1-3 Un roi orgueilleux :

L’un des plus grands défauts du centenaire est son orgueil démesuré qui l’empêche à faire des concessions quand il le faut. Cette attitude va lui causer beaucoup de torts durant la résistance coloniale. Il avait appris l’avancée des troupes coloniales sur les grands empereurs du Mandingue dont Samory, le plus puissant et craint de tous. De quoi faire pour éviter la surprise et débâcle infligées aux autres rois, il ne s’est pas préparé en fonction des renseignements donnés par le résistant toucouleur qui les avait défaites sur quelques fronts.

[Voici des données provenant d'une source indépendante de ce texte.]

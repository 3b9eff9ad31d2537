use crate::auth::{AuthRouterExt, AuthenticatedUser};
use crate::entities::AuditAction;
use crate::handlers::common::{
    created_response, map_service_error, no_content_response, success_response, validate_input,
    IncludeInactiveParams,
};
use crate::services::categories::{
    CategoryTreeNode, CategoryWithRelations, CreateCategoryInput, UpdateCategoryInput,
};
use crate::{errors::ApiError, AppState};
use axum::{
    extract::{Json, Path, Query, State},
    routing::{delete, get, post, put},
    Router,
};
use chrono::{DateTime, Utc};
use serde::{Deserialize, Serialize};
use serde_json::json;
use tracing::warn;
use utoipa::ToSchema;
use uuid::Uuid;
use validator::Validate;

/// Creates the router for category endpoints
pub fn categories_routes() -> Router<AppState> {
    let protected = Router::new()
        .route("/", post(create_category))
        .route("/:id", put(update_category))
        .route("/:id", delete(delete_category))
        .with_auth();

    Router::new()
        .route("/", get(list_categories))
        .route("/hierarchy", get(get_hierarchy))
        .route("/:id", get(get_category))
        .merge(protected)
}

/// Create a new category
#[utoipa::path(
    post,
    path = "/api/v1/categories",
    request_body = CreateCategoryRequest,
    responses(
        (status = 201, description = "Category created", body = CategoryResponse),
        (status = 400, description = "Invalid payload", body = crate::errors::ErrorResponse),
        (status = 401, description = "Unauthorized", body = crate::errors::ErrorResponse),
        (status = 404, description = "Parent category not found", body = crate::errors::ErrorResponse),
        (status = 409, description = "Slug already exists", body = crate::errors::ErrorResponse)
    ),
    security(("Bearer" = [])),
    tag = "Categories"
)]
pub(crate) async fn create_category(
    user: AuthenticatedUser,
    State(state): State<AppState>,
    Json(payload): Json<CreateCategoryRequest>,
) -> Result<impl axum::response::IntoResponse, ApiError> {
    validate_input(&payload)?;

    let input = CreateCategoryInput {
        name: payload.name,
        description: payload.description,
        slug: payload.slug,
        parent_id: payload.parent_id,
        active: payload.active.unwrap_or(true),
    };

    let category = state
        .services
        .categories
        .create(input)
        .await
        .map_err(map_service_error)?;

    let details = json!({ "name": category.category.name, "slug": category.category.slug });
    if let Err(e) = state
        .services
        .audit
        .log_category_action(user.user_id, AuditAction::Create, category.category.id, Some(details))
        .await
    {
        warn!("Failed to record category audit log: {}", e);
    }

    Ok(created_response(CategoryResponse::from(category)))
}

/// List categories
#[utoipa::path(
    get,
    path = "/api/v1/categories",
    params(IncludeInactiveParams),
    responses(
        (status = 200, description = "Categories retrieved", body = Vec<CategoryResponse>)
    ),
    tag = "Categories"
)]
pub(crate) async fn list_categories(
    State(state): State<AppState>,
    Query(params): Query<IncludeInactiveParams>,
) -> Result<impl axum::response::IntoResponse, ApiError> {
    let categories = state
        .services
        .categories
        .find_all(params.include_inactive)
        .await
        .map_err(map_service_error)?;

    let categories: Vec<CategoryResponse> =
        categories.into_iter().map(CategoryResponse::from).collect();

    Ok(success_response(categories))
}

/// Active category tree, roots first
#[utoipa::path(
    get,
    path = "/api/v1/categories/hierarchy",
    responses(
        (status = 200, description = "Hierarchy retrieved", body = Vec<CategoryResponse>)
    ),
    tag = "Categories"
)]
pub(crate) async fn get_hierarchy(
    State(state): State<AppState>,
) -> Result<impl axum::response::IntoResponse, ApiError> {
    let tree = state
        .services
        .categories
        .get_hierarchy()
        .await
        .map_err(map_service_error)?;

    let tree: Vec<CategoryResponse> = tree.into_iter().map(CategoryResponse::from_node).collect();

    Ok(success_response(tree))
}

/// Get a category by ID
#[utoipa::path(
    get,
    path = "/api/v1/categories/:id",
    params(
        ("id" = Uuid, Path, description = "Category ID")
    ),
    responses(
        (status = 200, description = "Category retrieved", body = CategoryResponse),
        (status = 404, description = "Category not found", body = crate::errors::ErrorResponse)
    ),
    tag = "Categories"
)]
pub(crate) async fn get_category(
    State(state): State<AppState>,
    Path(id): Path<Uuid>,
) -> Result<impl axum::response::IntoResponse, ApiError> {
    let category = state
        .services
        .categories
        .find_one(id)
        .await
        .map_err(map_service_error)?;

    Ok(success_response(CategoryResponse::from(category)))
}

/// Update a category
#[utoipa::path(
    put,
    path = "/api/v1/categories/:id",
    params(
        ("id" = Uuid, Path, description = "Category ID")
    ),
    request_body = UpdateCategoryRequest,
    responses(
        (status = 200, description = "Category updated", body = CategoryResponse),
        (status = 400, description = "Invalid payload", body = crate::errors::ErrorResponse),
        (status = 404, description = "Category not found", body = crate::errors::ErrorResponse),
        (status = 409, description = "Slug already exists", body = crate::errors::ErrorResponse)
    ),
    security(("Bearer" = [])),
    tag = "Categories"
)]
pub(crate) async fn update_category(
    user: AuthenticatedUser,
    State(state): State<AppState>,
    Path(id): Path<Uuid>,
    Json(payload): Json<UpdateCategoryRequest>,
) -> Result<impl axum::response::IntoResponse, ApiError> {
    validate_input(&payload)?;

    let input = UpdateCategoryInput {
        name: payload.name,
        description: payload.description,
        slug: payload.slug,
        parent_id: payload.parent_id,
        active: payload.active,
    };

    let category = state
        .services
        .categories
        .update(id, input)
        .await
        .map_err(map_service_error)?;

    if let Err(e) = state
        .services
        .audit
        .log_category_action(
            user.user_id,
            AuditAction::Update,
            id,
            Some(json!({ "active": category.category.active })),
        )
        .await
    {
        warn!("Failed to record category audit log: {}", e);
    }

    Ok(success_response(CategoryResponse::from(category)))
}

/// Delete a category and its subtree
#[utoipa::path(
    delete,
    path = "/api/v1/categories/:id",
    params(
        ("id" = Uuid, Path, description = "Category ID")
    ),
    responses(
        (status = 204, description = "Category deleted"),
        (status = 404, description = "Category not found", body = crate::errors::ErrorResponse)
    ),
    security(("Bearer" = [])),
    tag = "Categories"
)]
pub(crate) async fn delete_category(
    user: AuthenticatedUser,
    State(state): State<AppState>,
    Path(id): Path<Uuid>,
) -> Result<impl axum::response::IntoResponse, ApiError> {
    state
        .services
        .categories
        .remove(id)
        .await
        .map_err(map_service_error)?;

    if let Err(e) = state
        .services
        .audit
        .log_category_action(user.user_id, AuditAction::Delete, id, None)
        .await
    {
        warn!("Failed to record category audit log: {}", e);
    }

    Ok(no_content_response())
}

// Request/Response DTOs

#[derive(Debug, Deserialize, Validate, ToSchema)]
#[schema(example = json!({
    "name": "T-Shirts",
    "description": "Cotton t-shirts in assorted colors and cuts",
    "slug": "t-shirts",
    "parent_id": null,
    "active": true
}))]
pub struct CreateCategoryRequest {
    /// Category display name
    #[validate(length(min = 1))]
    #[schema(example = "T-Shirts")]
    pub name: String,
    /// Optional free-form description
    #[serde(default)]
    pub description: Option<String>,
    /// URL-safe unique identifier
    #[validate(length(min = 1))]
    #[schema(example = "t-shirts")]
    pub slug: String,
    /// Optional parent category; at most two nesting levels below roots
    #[serde(default)]
    pub parent_id: Option<Uuid>,
    /// Defaults to true
    #[serde(default)]
    pub active: Option<bool>,
}

#[derive(Debug, Default, Deserialize, Validate, ToSchema)]
pub struct UpdateCategoryRequest {
    #[validate(length(min = 1))]
    pub name: Option<String>,
    #[serde(default)]
    pub description: Option<String>,
    #[validate(length(min = 1))]
    pub slug: Option<String>,
    /// Omit to keep the current parent; send `null` to detach the category.
    #[serde(default)]
    #[schema(value_type = Option<Uuid>)]
    pub parent_id: Option<Option<Uuid>>,
    pub active: Option<bool>,
}

#[derive(Debug, Serialize, ToSchema)]
pub struct CategoryResponse {
    /// Category UUID
    pub id: Uuid,
    /// Category display name
    pub name: String,
    #[serde(skip_serializing_if = "Option::is_none")]
    pub description: Option<String>,
    /// URL-safe unique identifier
    pub slug: String,
    #[serde(skip_serializing_if = "Option::is_none")]
    pub parent_id: Option<Uuid>,
    pub active: bool,
    pub created_at: DateTime<Utc>,
    pub updated_at: DateTime<Utc>,
    /// Direct parent, when loaded
    #[serde(skip_serializing_if = "Option::is_none")]
    #[schema(no_recursion)]
    pub parent: Option<Box<CategoryResponse>>,
    /// Direct (or, for the hierarchy endpoint, recursive) children
    #[serde(skip_serializing_if = "Vec::is_empty")]
    #[schema(no_recursion)]
    pub children: Vec<CategoryResponse>,
    /// Number of products directly in this category, when requested
    #[serde(skip_serializing_if = "Option::is_none")]
    pub product_count: Option<u64>,
}

impl CategoryResponse {
    fn from_model(model: crate::entities::CategoryModel) -> Self {
        Self {
            id: model.id,
            name: model.name,
            description: model.description,
            slug: model.slug,
            parent_id: model.parent_id,
            active: model.active,
            created_at: model.created_at,
            updated_at: model.updated_at,
            parent: None,
            children: Vec::new(),
            product_count: None,
        }
    }

    fn from_node(node: CategoryTreeNode) -> Self {
        let mut response = Self::from_model(node.category);
        response.children = node
            .children
            .into_iter()
            .map(CategoryResponse::from_node)
            .collect();
        response
    }
}

impl From<CategoryWithRelations> for CategoryResponse {
    fn from(value: CategoryWithRelations) -> Self {
        let mut response = Self::from_model(value.category);
        response.parent = value
            .parent
            .map(|p| Box::new(CategoryResponse::from_model(p)));
        response.children = value
            .children
            .into_iter()
            .map(CategoryResponse::from_model)
            .collect();
        response.product_count = value.product_count;
        response
    }
}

Avant de perdre tout contrôle, celui-ci avait un établi un plan que nous appelons la « tactique de la terre brulée » et projetait de le faire respecter par les autres royaumes dans l’optique de faire front commun contre les agresseurs. Le message transmis à Djigui par le griot de l’empereur de tout le Manding est le suivant :

L’Almamy Samory commande à tous les rois du Mandingue de se replier sur le Djimini. Face à certains affronts venant d’incirconcis, il faut comme le bélier, reculer avant d’asséner le coup définitif. Tous nos peuples doivent déménager, tous : Sénoufos, Bambaras, Malinkés. Les toits seront incendiés, les murs abattus. Ces païens d’incirconcis conquerront les terres sans vie, sans grains, sans eaux, sans le plus petit duvet d’un petit poussin et sauront que nous sommes une race sur la croupe de laquelle jamais ne sera portée une main étrangère. 31

31Op.cit., Monnè, Outrages et Défis, p :31.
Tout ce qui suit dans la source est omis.